In order to study the soluble factor(s) that play an important role for the differentiation of IgG2-secreting B cells, we examined whether membrane IgG2a (mIgG2a)-bearing BALB/c B-lymphoid tumor cells, A20, could be induced to secrete IgG2a after treatment with soluble factors. We detected a potent B-cell differentiation activity inducing the Ig secretion of A20 tumor cells (BCDF-A20) in supernatants of several soluble antigens as well as alloantigen-specific T-cell clones of various genetic backgrounds. Thus, this BCDF-A20 activity was working in an antigen-nonspecific and MHC-nonspecific manner and abundant in many T-cell clones.

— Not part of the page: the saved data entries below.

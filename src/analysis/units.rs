//! Unit conversions for derived columns.

use crate::error::TableError;
use crate::models::{Table, Value};

const KIB: f64 = 1024.0;

pub fn micros_to_millis(us: f64) -> f64 {
    us / 1000.0
}

pub fn micros_to_secs(us: f64) -> f64 {
    us / 1000.0 / 1000.0
}

pub fn millis_to_secs(ms: f64) -> f64 {
    ms / 1000.0
}

pub fn bytes_to_gib(bytes: f64) -> f64 {
    bytes / KIB / KIB / KIB
}

/// Derive `target` from the numeric column `source` through `convert`.
pub fn convert_column(
    table: &mut Table,
    source: &str,
    target: &str,
    convert: fn(f64) -> f64,
) -> Result<(), TableError> {
    table.derive(target, |r| r.number(source).map(|v| Value::Number(convert(v))))
}
//! Figure model, rendering and output.

pub mod chart;
pub mod draw;
pub mod generator;
pub mod output;

pub use chart::*;
pub use generator::{generate_summary, RunManifest, MANIFEST_NAME};
pub use output::FigureWriter;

It was shown that neither interleukin 1, interleukin 2, interferon, T-cell replacing factor, B-cell maturation factor, nor B-cell stimulatory factor-1 alone had any significant effect on the induction of Ig secretion of A20 tumor cells. Using isotype-specific rabbit anti-mouse Ig developers, we showed that mIgG2a+ A20 tumor cells secreted IgG2a after the treatment with soluble factors. The peak of the response of A20 tumor cells to BCDF-A20 was obtained 3 days after the treatment with culture supernatants of T-cell clones. In this study, we have clearly shown that mIgG2a+ A20 tumor cells were able to secrete IgG2a after treatment with T-cell soluble factors.